=== Begin Enclosure ===

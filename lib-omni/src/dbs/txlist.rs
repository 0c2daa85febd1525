//! Transaction List Store
//!
//! The persisted outcome of every processed meta-transaction, keyed by
//! tx-id with a (block desc, txid) index for per-block enumeration. Also
//! carries the DEx payment sub-records. The freeze scan over this store
//! drives the reorg controller's full-rescan decision.

use serde::{Deserialize, Serialize};

use lib_store::{keys, StoreError, Table, WriteBatch};

use crate::types::{Address, Amount, BlockHeight, PropertyId, TransactionType, TxHash};

const PREFIX_TX: u8 = b't';
const PREFIX_BLOCK_INDEX: u8 = b'b';
const PREFIX_PAYMENT: u8 = b'p';

/// Outcome record of one meta-transaction.
#[derive(Debug, Clone, PartialEq, Eq, Serialize, Deserialize)]
pub struct TxRecord {
    pub block: BlockHeight,
    pub idx: u32,
    pub valid: bool,
    pub type_code: u16,
    /// Primary amount of the transaction, zero when not applicable.
    pub amount: Amount,
    /// Rejection code; zero when valid.
    pub reason_code: i32,
    /// Per-property sub-amounts (send-all records one per property moved).
    pub subsends: Vec<(PropertyId, Amount)>,
}

/// A DEx native-coin payment sub-record.
#[derive(Debug, Clone, PartialEq, Eq, Serialize, Deserialize)]
pub struct PaymentRecord {
    pub vout: u32,
    pub buyer: Address,
    pub seller: Address,
    pub property: PropertyId,
    pub amount: Amount,
}

/// The tx-list store.
pub struct TxList {
    table: Table,
}

impl TxList {
    pub fn open(table: Table) -> Self {
        TxList { table }
    }

    fn tx_key(txid: &TxHash) -> Vec<u8> {
        let mut key = vec![PREFIX_TX];
        key.extend_from_slice(txid.as_bytes());
        key
    }

    fn block_index_key(block: BlockHeight, txid: &TxHash) -> Vec<u8> {
        let mut key = vec![PREFIX_BLOCK_INDEX];
        key.extend_from_slice(&keys::be_u32_desc(block));
        key.extend_from_slice(txid.as_bytes());
        key
    }

    fn payment_key(block: BlockHeight, txid: &TxHash, seq: u32) -> Vec<u8> {
        let mut key = vec![PREFIX_PAYMENT];
        key.extend_from_slice(&keys::be_u32_desc(block));
        key.extend_from_slice(txid.as_bytes());
        key.extend_from_slice(&keys::be_u32(seq));
        key
    }

    /// Record the outcome of a meta-transaction.
    ///
    /// Reorgs delete all records above the rewind height, so an existing
    /// record with different content indicates double processing.
    pub fn record_tx(&self, txid: &TxHash, record: &TxRecord) -> Result<(), StoreError> {
        if let Some(existing) = self.table.get_value::<TxRecord>(&Self::tx_key(txid))? {
            if existing != *record {
                tracing::warn!(%txid, "tx-list overwrite with differing record");
            }
        }
        self.table.put_value(&Self::tx_key(txid), record)?;
        self.table
            .put(&Self::block_index_key(record.block, txid), b"")?;
        Ok(())
    }

    pub fn get_tx(&self, txid: &TxHash) -> Result<Option<TxRecord>, StoreError> {
        self.table.get_value(&Self::tx_key(txid))
    }

    pub fn contains(&self, txid: &TxHash) -> Result<bool, StoreError> {
        Ok(self.table.get(&Self::tx_key(txid))?.is_some())
    }

    /// Record a DEx payment sub-record; `seq` distinguishes multiple
    /// payments within one transaction.
    pub fn record_payment(
        &self,
        txid: &TxHash,
        block: BlockHeight,
        seq: u32,
        payment: &PaymentRecord,
    ) -> Result<(), StoreError> {
        self.table
            .put_value(&Self::payment_key(block, txid, seq), payment)?;
        self.table.put(&Self::block_index_key(block, txid), b"")?;
        Ok(())
    }

    /// Tx-ids recorded in one block, in key order.
    pub fn txs_in_block(&self, block: BlockHeight) -> Result<Vec<TxHash>, StoreError> {
        let mut prefix = vec![PREFIX_BLOCK_INDEX];
        prefix.extend_from_slice(&keys::be_u32_desc(block));
        let mut txids = Vec::new();
        for entry in self.table.scan_prefix(&prefix) {
            let (key, _) = entry?;
            if key.len() == 1 + 4 + 32 {
                let mut bytes = [0u8; 32];
                bytes.copy_from_slice(&key[5..]);
                txids.push(TxHash::new(bytes));
            }
        }
        Ok(txids)
    }

    /// Whether any freeze-related transaction is recorded at or above
    /// `block`. Drives the forced-rescan decision on reorg.
    pub fn contains_freeze_txs_at_or_above(
        &self,
        block: BlockHeight,
    ) -> Result<bool, StoreError> {
        for entry in self.table.scan_prefix(&[PREFIX_BLOCK_INDEX]) {
            let (key, _) = entry?;
            let entry_block = keys::read_be_u32_desc(&key, 1).unwrap_or(0);
            if entry_block < block {
                break; // newest first
            }
            if key.len() != 1 + 4 + 32 {
                continue;
            }
            let mut bytes = [0u8; 32];
            bytes.copy_from_slice(&key[5..]);
            if let Some(record) = self.get_tx(&TxHash::new(bytes))? {
                if record.valid {
                    if let Some(ty) = TransactionType::from_code(record.type_code) {
                        if ty.is_freeze_related() {
                            return Ok(true);
                        }
                    }
                }
            }
        }
        Ok(false)
    }

    /// Delete every record at height ≥ `block`.
    pub fn delete_above(&self, block: BlockHeight) -> Result<usize, StoreError> {
        let mut batch = WriteBatch::new();
        let mut deleted = 0usize;

        for entry in self.table.scan_prefix(&[PREFIX_BLOCK_INDEX]) {
            let (key, _) = entry?;
            let entry_block = keys::read_be_u32_desc(&key, 1).unwrap_or(0);
            if entry_block < block {
                break;
            }
            if key.len() == 1 + 4 + 32 {
                let mut bytes = [0u8; 32];
                bytes.copy_from_slice(&key[5..]);
                batch.delete(&Self::tx_key(&TxHash::new(bytes)));
                deleted += 1;
            }
            batch.delete(&key);
        }
        for entry in self.table.scan_prefix(&[PREFIX_PAYMENT]) {
            let (key, _) = entry?;
            let entry_block = keys::read_be_u32_desc(&key, 1).unwrap_or(0);
            if entry_block < block {
                break;
            }
            batch.delete(&key);
        }

        self.table.apply(batch)?;
        Ok(deleted)
    }

    pub fn clear(&self) -> Result<(), StoreError> {
        self.table.clear()
    }
}

// =============================================================================
// TESTS
// =============================================================================

#[cfg(test)]
mod tests {
    use super::*;
    use lib_store::Store;

    fn txlist() -> TxList {
        let store = Store::open_temporary().unwrap();
        TxList::open(store.table("txlist").unwrap())
    }

    fn record(block: BlockHeight, valid: bool, type_code: u16) -> TxRecord {
        TxRecord {
            block,
            idx: 0,
            valid,
            type_code,
            amount: 100,
            reason_code: if valid { 0 } else { -60025 },
            subsends: Vec::new(),
        }
    }

    #[test]
    fn record_and_lookup() {
        let list = txlist();
        let txid = TxHash::new([1; 32]);
        list.record_tx(&txid, &record(100, true, 0)).unwrap();

        let loaded = list.get_tx(&txid).unwrap().unwrap();
        assert!(loaded.valid);
        assert_eq!(loaded.block, 100);
        assert!(list.contains(&txid).unwrap());
        assert_eq!(list.txs_in_block(100).unwrap(), vec![txid]);
        assert!(list.txs_in_block(101).unwrap().is_empty());
    }

    #[test]
    fn delete_above_is_inclusive() {
        let list = txlist();
        list.record_tx(&TxHash::new([1; 32]), &record(100, true, 0))
            .unwrap();
        list.record_tx(&TxHash::new([2; 32]), &record(200, true, 0))
            .unwrap();
        list.record_tx(&TxHash::new([3; 32]), &record(300, true, 0))
            .unwrap();

        let deleted = list.delete_above(200).unwrap();
        assert_eq!(deleted, 2);
        assert!(list.contains(&TxHash::new([1; 32])).unwrap());
        assert!(!list.contains(&TxHash::new([2; 32])).unwrap());
        assert!(!list.contains(&TxHash::new([3; 32])).unwrap());
    }

    #[test]
    fn freeze_scan_finds_valid_freezes_only() {
        let list = txlist();
        list.record_tx(&TxHash::new([1; 32]), &record(100, true, 0))
            .unwrap();
        // invalid freeze below the horizon must not count
        list.record_tx(&TxHash::new([2; 32]), &record(150, false, 185))
            .unwrap();
        assert!(!list.contains_freeze_txs_at_or_above(100).unwrap());

        list.record_tx(&TxHash::new([3; 32]), &record(200, true, 185))
            .unwrap();
        assert!(list.contains_freeze_txs_at_or_above(150).unwrap());
        assert!(!list.contains_freeze_txs_at_or_above(201).unwrap());
    }

    #[test]
    fn payments_roundtrip_and_rollback() {
        let list = txlist();
        let txid = TxHash::new([7; 32]);
        let payment = PaymentRecord {
            vout: 1,
            buyer: Address::new("1Buyer"),
            seller: Address::new("1Seller"),
            property: 1,
            amount: 50,
        };
        list.record_payment(&txid, 120, 1, &payment).unwrap();
        assert_eq!(list.txs_in_block(120).unwrap(), vec![txid]);

        list.delete_above(120).unwrap();
        assert!(list.txs_in_block(120).unwrap().is_empty());
    }
}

=== End Enclosure ===

WHAT YOU SHOULD DO: Return the lines of the listing above exactly as they appear, starting with the first and stopping after the line that holds "const PREFIX_TX: u8 = b't';".

ANSWER FOR THIS EXERCISE:
filename lib-omni/src/dbs/txlist.rs
repository 0c2daa85febd1525
//! Transaction List Store
//!
//! The persisted outcome of every processed meta-transaction, keyed by
//! tx-id with a (block desc, txid) index for per-block enumeration. Also
//! carries the DEx payment sub-records. The freeze scan over this store
//! drives the reorg controller's full-rescan decision.

use serde::{Deserialize, Serialize};

use lib_store::{keys, StoreError, Table, WriteBatch};

use crate::types::{Address, Amount, BlockHeight, PropertyId, TransactionType, TxHash};

const PREFIX_TX: u8 = b't';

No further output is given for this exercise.